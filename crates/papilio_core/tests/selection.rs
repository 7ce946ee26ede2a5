use papilio_core::{CloseReason, PanelState, SelectionController};

#[test]
fn starts_closed() {
    let controller = SelectionController::new();
    assert_eq!(controller.state(), PanelState::Closed);
    assert!(!controller.is_open());
    assert_eq!(controller.active_domain(), None);
}

#[test]
fn switching_domains_keeps_a_single_open_panel() {
    let mut controller = SelectionController::new();
    controller.select("career").unwrap();
    controller.select("finances").unwrap();

    assert_eq!(controller.state(), PanelState::Open("finances"));
    assert_eq!(controller.active_domain(), Some("finances"));
}

#[test]
fn select_resets_compose_text_and_requests_focus() {
    let mut controller = SelectionController::new();
    controller.select("health").unwrap();
    assert!(controller.take_focus_request());
    assert!(!controller.take_focus_request());

    controller.set_compose_text("half-typed");
    controller.select("fitness").unwrap();
    assert_eq!(controller.compose_text(), "");
    assert!(controller.take_focus_request());
}

#[test]
fn unknown_domain_is_ignored() {
    let mut controller = SelectionController::new();
    controller.select("home").unwrap();
    controller.set_compose_text("draft");

    assert!(controller.select("nowhere").is_none());
    assert_eq!(controller.state(), PanelState::Open("home"));
    assert_eq!(controller.compose_text(), "draft");
}

#[test]
fn close_discards_compose_text_for_every_reason() {
    for reason in [
        CloseReason::Explicit,
        CloseReason::Escape,
        CloseReason::OutsideClick,
    ] {
        let mut controller = SelectionController::new();
        controller.select("social").unwrap();
        controller.set_compose_text("unsent");

        assert!(controller.close(reason));
        assert_eq!(controller.state(), PanelState::Closed);
        assert_eq!(controller.compose_text(), "");
        assert!(!controller.close(reason));
    }
}

#[test]
fn compose_text_is_ignored_while_closed() {
    let mut controller = SelectionController::new();
    controller.set_compose_text("orphan");
    assert_eq!(controller.compose_text(), "");
}

#[test]
fn panel_state_serializes_with_tag() {
    let open = serde_json::to_value(PanelState::Open("career")).unwrap();
    assert_eq!(open, serde_json::json!({"state": "open", "domain": "career"}));
    let closed = serde_json::to_value(PanelState::Closed).unwrap();
    assert_eq!(closed, serde_json::json!({"state": "closed"}));
}
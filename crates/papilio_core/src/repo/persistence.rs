//! JSON blob persistence over a key-value backend.
//!
//! # Responsibility
//! - Decode stored blobs, falling back to defaults on any failure.
//! - Serialize and write whole values synchronously.
//!
//! # Invariants
//! - `load` never returns an error; corrupt or missing data yields `T::default()`.
//! - `save` overwrites the previous value; there are no partial writes.

use crate::repo::kv_store::{KeyValueStore, StoreResult};
use log::{debug, warn};
use serde::de::DeserializeOwned;
use serde::Serialize;

/// Typed JSON access to one `KeyValueStore`.
pub struct PersistenceAdapter<S: KeyValueStore> {
    store: S,
}

impl<S: KeyValueStore> PersistenceAdapter<S> {
    pub fn new(store: S) -> Self {
        Self { store }
    }

    /// Reads and decodes `key`, or returns the default value.
    ///
    /// Decode and backend failures are reported as `warn` diagnostics only.
    pub fn load<T>(&self, key: &str) -> T
    where
        T: DeserializeOwned + Default,
    {
        let raw = match self.store.get(key) {
            Ok(Some(raw)) => raw,
            Ok(None) => {
                debug!("event=persist_load module=repo status=skip reason=missing key={key}");
                return T::default();
            }
            Err(err) => {
                warn!(
                    "event=persist_load module=repo status=error error_code=read_failed key={key} error={err}"
                );
                return T::default();
            }
        };

        match serde_json::from_str(&raw) {
            Ok(value) => value,
            Err(err) => {
                warn!(
                    "event=persist_load module=repo status=error error_code=decode_failed key={key} line={} column={}",
                    err.line(),
                    err.column()
                );
                T::default()
            }
        }
    }

    /// Serializes `value` and overwrites `key`.
    pub fn save<T>(&mut self, key: &str, value: &T) -> StoreResult<()>
    where
        T: Serialize + ?Sized,
    {
        let raw = serde_json::to_string(value)?;
        self.store.set(key, &raw)?;
        debug!(
            "event=persist_save module=repo status=ok key={key} bytes={}",
            raw.len()
        );
        Ok(())
    }

    pub fn store(&self) -> &S {
        &self.store
    }

    pub fn into_store(self) -> S {
        self.store
    }
}
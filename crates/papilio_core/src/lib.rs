//! Core logic for the Papilio Lux life wheel.
//! This crate is the single source of truth for wheel, task and selection invariants.

pub mod db;
pub mod geometry;
pub mod logging;
pub mod model;
pub mod repo;
pub mod service;

pub use geometry::wheel::{
    arc_path, label_anchor, layout_wheel, polar_to_cartesian, progress_arc, segment_span,
    GeometryError, GeometryResult, Point, ProgressArc, SegmentGeometry, SegmentSpan, WheelConfig,
    WheelLayout,
};
pub use logging::{default_log_level, init_logging, logging_status, LoggingError};
pub use model::domain::{CatalogError, Domain, DomainCatalog, DOMAIN_COUNT};
pub use model::progress::TransformationStage;
pub use model::task::{Task, TaskId, TaskValidationError};
pub use repo::kv_store::{
    KeyValueStore, MemoryKeyValueStore, SqliteKeyValueStore, StorageKeys, StoreError,
    StoreResult, DEFAULT_NAMESPACE,
};
pub use repo::persistence::PersistenceAdapter;
pub use service::id_gen::{fallback_id, generate_id, IdGenerator, SystemIdGenerator};
pub use service::selection::{CloseReason, PanelState, SelectionController};
pub use service::task_store::{DomainStats, TaskStore};
pub use service::wheel_session::{
    CalendarError, DomainSummary, PanelSnapshot, WheelSession, WheelSnapshot,
};

/// Minimal health-check API for host integration.
pub fn ping() -> &'static str {
    "pong"
}

/// Returns the core crate version.
pub fn core_version() -> &'static str {
    env!("CARGO_PKG_VERSION")
}
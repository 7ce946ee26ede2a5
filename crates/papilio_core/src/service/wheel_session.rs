//! Interaction facade over the task store and panel selection.
//!
//! # Responsibility
//! - Route UI interactions (select, close, submit, toggle, delete).
//! - Produce read-only snapshots for the rendering layer.
//!
//! # Invariants
//! - Submissions are accepted only while a panel is open, into that domain.
//! - Closing a panel never touches committed tasks.
//! - Snapshots are derived on demand and never cached.

use crate::geometry::wheel::{layout_wheel, GeometryResult, WheelConfig, WheelLayout};
use crate::model::domain::{Domain, DomainCatalog, DOMAIN_COUNT};
use crate::model::progress::TransformationStage;
use crate::model::task::{Task, TaskId};
use crate::repo::kv_store::KeyValueStore;
use crate::service::selection::{CloseReason, PanelState, SelectionController};
use crate::service::task_store::{DomainStats, TaskStore};
use log::{error, info};
use serde::Serialize;
use std::error::Error;
use std::fmt::{Display, Formatter};

/// Calendar hand-off errors. Calendar integration is not available yet.
#[derive(Debug, Clone, PartialEq, Eq)]
pub enum CalendarError {
    TaskNotFound(TaskId),
    Unavailable,
}

impl Display for CalendarError {
    fn fmt(&self, f: &mut Formatter<'_>) -> std::fmt::Result {
        match self {
            Self::TaskNotFound(id) => write!(f, "task not found: {id}"),
            Self::Unavailable => write!(f, "calendar integration is not available"),
        }
    }
}

impl Error for CalendarError {}

#[derive(Debug, Clone, PartialEq, Serialize)]
pub struct DomainSummary {
    pub domain: Domain,
    pub stats: DomainStats,
}

#[derive(Debug, Clone, PartialEq, Serialize)]
pub struct PanelSnapshot {
    pub domain: Domain,
    pub tasks: Vec<Task>,
    pub stats: DomainStats,
    pub compose_text: String,
}

/// Everything the renderer reads in one frame.
#[derive(Debug, Clone, PartialEq, Serialize)]
pub struct WheelSnapshot {
    pub points: usize,
    pub stage: TransformationStage,
    pub points_to_next_stage: Option<usize>,
    pub domains: Vec<DomainSummary>,
    pub panel: Option<PanelSnapshot>,
    pub layout: WheelLayout,
}

pub struct WheelSession<S: KeyValueStore> {
    store: TaskStore<S>,
    selection: SelectionController,
    wheel: WheelConfig,
}

impl<S: KeyValueStore> WheelSession<S> {
    /// Builds a session with a closed panel.
    ///
    /// # Errors
    /// - Returns a geometry error when `wheel` cannot draw `DOMAIN_COUNT` segments.
    pub fn new(store: TaskStore<S>, wheel: WheelConfig) -> GeometryResult<Self> {
        wheel.validate(DOMAIN_COUNT)?;
        info!(
            "event=session_start module=service status=ok tasks={} points={}",
            store.len(),
            store.completion_count()
        );
        Ok(Self {
            store,
            selection: SelectionController::new(),
            wheel,
        })
    }

    pub fn select_domain(&mut self, slug: &str) -> bool {
        self.selection.select(slug).is_some()
    }

    pub fn close_panel(&mut self, reason: CloseReason) -> bool {
        self.selection.close(reason)
    }

    pub fn set_compose_text(&mut self, text: impl Into<String>) {
        self.selection.set_compose_text(text);
    }

    /// Adds `text` to the open domain and clears the compose input.
    ///
    /// Returns `None` while closed or for blank text.
    pub fn submit_task(&mut self, text: &str) -> Option<TaskId> {
        let slug = self.selection.active_domain()?;
        let id = self.store.add(slug, text)?;
        self.selection.clear_compose_text();
        Some(id)
    }

    /// Submits the current compose text.
    pub fn submit_compose(&mut self) -> Option<TaskId> {
        let text = self.selection.compose_text().to_string();
        self.submit_task(&text)
    }

    pub fn toggle_task(&mut self, id: &str) -> Option<bool> {
        self.store.toggle(id)
    }

    pub fn delete_task(&mut self, id: &str) -> Option<Task> {
        self.store.remove(id)
    }

    /// Calendar hand-off placeholder; always fails for existing tasks.
    pub fn schedule_on_calendar(&self, id: &str) -> Result<(), CalendarError> {
        if self.store.get(id).is_none() {
            return Err(CalendarError::TaskNotFound(id.to_string()));
        }
        Err(CalendarError::Unavailable)
    }

    pub fn points(&self) -> usize {
        self.store.completion_count()
    }

    pub fn stage(&self) -> TransformationStage {
        TransformationStage::from_points(self.points())
    }

    pub fn panel_state(&self) -> PanelState {
        self.selection.state()
    }

    pub fn store(&self) -> &TaskStore<S> {
        &self.store
    }

    pub fn selection(&self) -> &SelectionController {
        &self.selection
    }

    pub fn selection_mut(&mut self) -> &mut SelectionController {
        &mut self.selection
    }

    pub fn snapshot(&self) -> WheelSnapshot {
        let stats = self.store.all_stats();
        let percents: Vec<u8> = stats.iter().map(|stats| stats.percent).collect();
        let layout = layout_wheel(&self.wheel, &percents).unwrap_or_else(|err| {
            error!("event=wheel_layout module=service status=error error={err}");
            WheelLayout {
                config: self.wheel,
                segments: Vec::new(),
            }
        });

        let domains = DomainCatalog::all()
            .iter()
            .zip(stats)
            .map(|(domain, stats)| DomainSummary {
                domain: *domain,
                stats,
            })
            .collect();

        let panel = self.selection.active_domain().and_then(|slug| {
            let domain = DomainCatalog::by_slug(slug).ok()?;
            Some(PanelSnapshot {
                domain: *domain,
                tasks: self.store.tasks_for(slug).into_iter().cloned().collect(),
                stats: self.store.stats_for(slug),
                compose_text: self.selection.compose_text().to_string(),
            })
        });

        let points = self.points();
        WheelSnapshot {
            points,
            stage: TransformationStage::from_points(points),
            points_to_next_stage: TransformationStage::points_to_next(points),
            domains,
            panel,
            layout,
        }
    }
}
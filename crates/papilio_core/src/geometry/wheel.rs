//! Pure wheel geometry.
//!
//! # Responsibility
//! - Map a segment count and per-segment percents to SVG path data.
//! - Provide label anchor points for each segment.
//!
//! # Invariants
//! - Angles are degrees, clockwise from straight up (0° = top).
//! - Output depends only on inputs; no rendering surface is involved.
//! - Segment spans plus gaps tile the full circle exactly once.

use serde::Serialize;
use std::error::Error;
use std::fmt::{Display, Formatter};

pub type GeometryResult<T> = Result<T, GeometryError>;

#[derive(Debug, Clone, PartialEq)]
pub enum GeometryError {
    NoSegments,
    SegmentOutOfRange { index: usize, count: usize },
    InvalidRadii { inner: f64, outer: f64 },
    InvalidGap { gap: f64, step: f64 },
    FullCircleSegment { sweep: f64 },
    InvalidEpsilon(f64),
}

impl Display for GeometryError {
    fn fmt(&self, f: &mut Formatter<'_>) -> std::fmt::Result {
        match self {
            Self::NoSegments => write!(f, "wheel needs at least one segment"),
            Self::SegmentOutOfRange { index, count } => {
                write!(f, "segment index {index} out of range for {count} segments")
            }
            Self::InvalidRadii { inner, outer } => {
                write!(f, "radii must satisfy 0 < inner < outer, got {inner} and {outer}")
            }
            Self::InvalidGap { gap, step } => {
                write!(f, "gap {gap}° must be in [0, {step}°)")
            }
            Self::FullCircleSegment { sweep } => {
                write!(f, "segment sweep {sweep}° must be below a full circle")
            }
            Self::InvalidEpsilon(value) => write!(f, "epsilon must be positive, got {value}"),
        }
    }
}

impl Error for GeometryError {}

#[derive(Debug, Clone, Copy, PartialEq, Serialize)]
pub struct Point {
    pub x: f64,
    pub y: f64,
}

/// Drawing parameters for the wheel.
#[derive(Debug, Clone, Copy, PartialEq, Serialize)]
pub struct WheelConfig {
    pub center: Point,
    pub inner_radius: f64,
    pub outer_radius: f64,
    /// Angular gap between neighbouring segments, in degrees.
    pub gap_degrees: f64,
    /// How far outside `outer_radius` the progress arc is drawn.
    pub progress_offset: f64,
    /// Minimum drawn progress sweep, in degrees.
    pub progress_epsilon_degrees: f64,
}

impl Default for WheelConfig {
    fn default() -> Self {
        Self {
            center: Point { x: 200.0, y: 200.0 },
            inner_radius: 70.0,
            outer_radius: 180.0,
            gap_degrees: 2.0,
            progress_offset: 8.0,
            progress_epsilon_degrees: 0.5,
        }
    }
}

impl WheelConfig {
    /// Checks radii, gap and epsilon for a wheel of `count` segments.
    ///
    /// A lone segment needs a positive gap; otherwise its wedge would span
    /// the whole circle.
    pub fn validate(&self, count: usize) -> GeometryResult<()> {
        let step = segment_step(count)?;
        if !(self.inner_radius > 0.0 && self.inner_radius < self.outer_radius) {
            return Err(GeometryError::InvalidRadii {
                inner: self.inner_radius,
                outer: self.outer_radius,
            });
        }
        if !(self.gap_degrees >= 0.0 && self.gap_degrees < step) {
            return Err(GeometryError::InvalidGap {
                gap: self.gap_degrees,
                step,
            });
        }
        // A single arc command cannot close on its own start point.
        let sweep = step - self.gap_degrees;
        if sweep >= 360.0 {
            return Err(GeometryError::FullCircleSegment { sweep });
        }
        if !(self.progress_epsilon_degrees > 0.0) {
            return Err(GeometryError::InvalidEpsilon(self.progress_epsilon_degrees));
        }
        Ok(())
    }

    pub fn progress_radius(&self) -> f64 {
        self.outer_radius + self.progress_offset
    }
}

/// Angular extent of one segment, `start <= end`.
#[derive(Debug, Clone, Copy, PartialEq, Serialize)]
pub struct SegmentSpan {
    pub start_degrees: f64,
    pub end_degrees: f64,
}

impl SegmentSpan {
    pub fn sweep(&self) -> f64 {
        self.end_degrees - self.start_degrees
    }

    pub fn mid_degrees(&self) -> f64 {
        (self.start_degrees + self.end_degrees) / 2.0
    }
}

/// Overlay arc proportional to a segment's completion.
#[derive(Debug, Clone, PartialEq, Serialize)]
pub struct ProgressArc {
    pub span: SegmentSpan,
    pub radius: f64,
    pub path: String,
}

/// Everything a renderer needs for one segment.
#[derive(Debug, Clone, PartialEq, Serialize)]
pub struct SegmentGeometry {
    pub index: usize,
    pub span: SegmentSpan,
    pub wedge_path: String,
    pub percent: u8,
    pub progress: ProgressArc,
    pub label_anchor: Point,
}

#[derive(Debug, Clone, PartialEq, Serialize)]
pub struct WheelLayout {
    pub config: WheelConfig,
    pub segments: Vec<SegmentGeometry>,
}

/// Converts a wheel angle and radius into canvas coordinates.
pub fn polar_to_cartesian(cx: f64, cy: f64, radius: f64, angle_degrees: f64) -> Point {
    let radians = (angle_degrees - 90.0).to_radians();
    Point {
        x: cx + radius * radians.cos(),
        y: cy + radius * radians.sin(),
    }
}

fn segment_step(count: usize) -> GeometryResult<f64> {
    if count == 0 {
        return Err(GeometryError::NoSegments);
    }
    Ok(360.0 / count as f64)
}

/// Span of segment `index` out of `count`, with half the gap trimmed off each side.
pub fn segment_span(index: usize, count: usize, gap_degrees: f64) -> GeometryResult<SegmentSpan> {
    let step = segment_step(count)?;
    if index >= count {
        return Err(GeometryError::SegmentOutOfRange { index, count });
    }
    Ok(SegmentSpan {
        start_degrees: index as f64 * step + gap_degrees / 2.0,
        end_degrees: (index + 1) as f64 * step - gap_degrees / 2.0,
    })
}

/// Closed annular wedge between `inner_radius` and `outer_radius` over `[a0, a1]`.
///
/// Outer arc runs clockwise, the inner arc returns counter-clockwise, so the
/// outline never self-intersects.
pub fn arc_path(
    cx: f64,
    cy: f64,
    inner_radius: f64,
    outer_radius: f64,
    a0: f64,
    a1: f64,
) -> String {
    let large_arc = large_arc_flag(a0, a1);
    let outer_start = polar_to_cartesian(cx, cy, outer_radius, a0);
    let outer_end = polar_to_cartesian(cx, cy, outer_radius, a1);
    let inner_end = polar_to_cartesian(cx, cy, inner_radius, a1);
    let inner_start = polar_to_cartesian(cx, cy, inner_radius, a0);

    format!(
        "M {} {} A {} {} 0 {large_arc} 1 {} {} L {} {} A {} {} 0 {large_arc} 0 {} {} Z",
        fmt_num(outer_start.x),
        fmt_num(outer_start.y),
        fmt_num(outer_radius),
        fmt_num(outer_radius),
        fmt_num(outer_end.x),
        fmt_num(outer_end.y),
        fmt_num(inner_end.x),
        fmt_num(inner_end.y),
        fmt_num(inner_radius),
        fmt_num(inner_radius),
        fmt_num(inner_start.x),
        fmt_num(inner_start.y),
    )
}

/// Progress overlay for `span` at `percent` (clamped to 0..=100).
///
/// The end angle stays at least `epsilon_degrees` past the start so that a
/// zero percent never yields a zero-length arc, and never passes the span end.
pub fn progress_arc(
    center: Point,
    radius: f64,
    span: SegmentSpan,
    percent: u8,
    epsilon_degrees: f64,
) -> ProgressArc {
    let fraction = f64::from(percent.min(100)) / 100.0;
    let raw_end = span.start_degrees + span.sweep() * fraction;
    let end_degrees = raw_end
        .max(span.start_degrees + epsilon_degrees)
        .min(span.end_degrees);
    let arc_span = SegmentSpan {
        start_degrees: span.start_degrees,
        end_degrees,
    };

    let start = polar_to_cartesian(center.x, center.y, radius, arc_span.start_degrees);
    let end = polar_to_cartesian(center.x, center.y, radius, arc_span.end_degrees);
    let path = format!(
        "M {} {} A {} {} 0 {} 1 {} {}",
        fmt_num(start.x),
        fmt_num(start.y),
        fmt_num(radius),
        fmt_num(radius),
        large_arc_flag(arc_span.start_degrees, arc_span.end_degrees),
        fmt_num(end.x),
        fmt_num(end.y),
    );

    ProgressArc {
        span: arc_span,
        radius,
        path,
    }
}

/// Anchor at the angular middle of `span`.
pub fn label_anchor(center: Point, radius: f64, span: SegmentSpan) -> Point {
    polar_to_cartesian(center.x, center.y, radius, span.mid_degrees())
}

/// Lays out one segment per entry of `percents`, in order.
///
/// # Errors
/// - Returns an error when `percents` is empty or `config` is invalid for its length.
pub fn layout_wheel(config: &WheelConfig, percents: &[u8]) -> GeometryResult<WheelLayout> {
    let count = percents.len();
    config.validate(count)?;
    let label_radius = (config.inner_radius + config.outer_radius) / 2.0;

    let segments = percents
        .iter()
        .enumerate()
        .map(|(index, &percent)| -> GeometryResult<SegmentGeometry> {
            let span = segment_span(index, count, config.gap_degrees)?;
            Ok(SegmentGeometry {
                index,
                span,
                wedge_path: arc_path(
                    config.center.x,
                    config.center.y,
                    config.inner_radius,
                    config.outer_radius,
                    span.start_degrees,
                    span.end_degrees,
                ),
                percent: percent.min(100),
                progress: progress_arc(
                    config.center,
                    config.progress_radius(),
                    span,
                    percent,
                    config.progress_epsilon_degrees,
                ),
                label_anchor: label_anchor(config.center, label_radius, span),
            })
        })
        .collect::<GeometryResult<Vec<_>>>()?;

    Ok(WheelLayout {
        config: *config,
        segments,
    })
}

fn large_arc_flag(a0: f64, a1: f64) -> u8 {
    u8::from(a1 - a0 > 180.0)
}

/// Formats with at most three decimals and without negative zero.
fn fmt_num(value: f64) -> String {
    let rounded = (value * 1000.0).round() / 1000.0;
    let rounded = if rounded == 0.0 { 0.0 } else { rounded };
    let text = format!("{rounded:.3}");
    text.trim_end_matches('0').trim_end_matches('.').to_string()
}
────
DIRECTIONS - Each line containing "collect" belongs in the answer; pick these out of the material and copy them.

RESULT OF THE TASK -
        let percents: Vec<u8> = stats.iter().map(|stats| stats.percent).collect();
            .collect();
                tasks: self.store.tasks_for(slug).into_iter().cloned().collect(),
        .collect::<GeometryResult<Vec<_>>>()?;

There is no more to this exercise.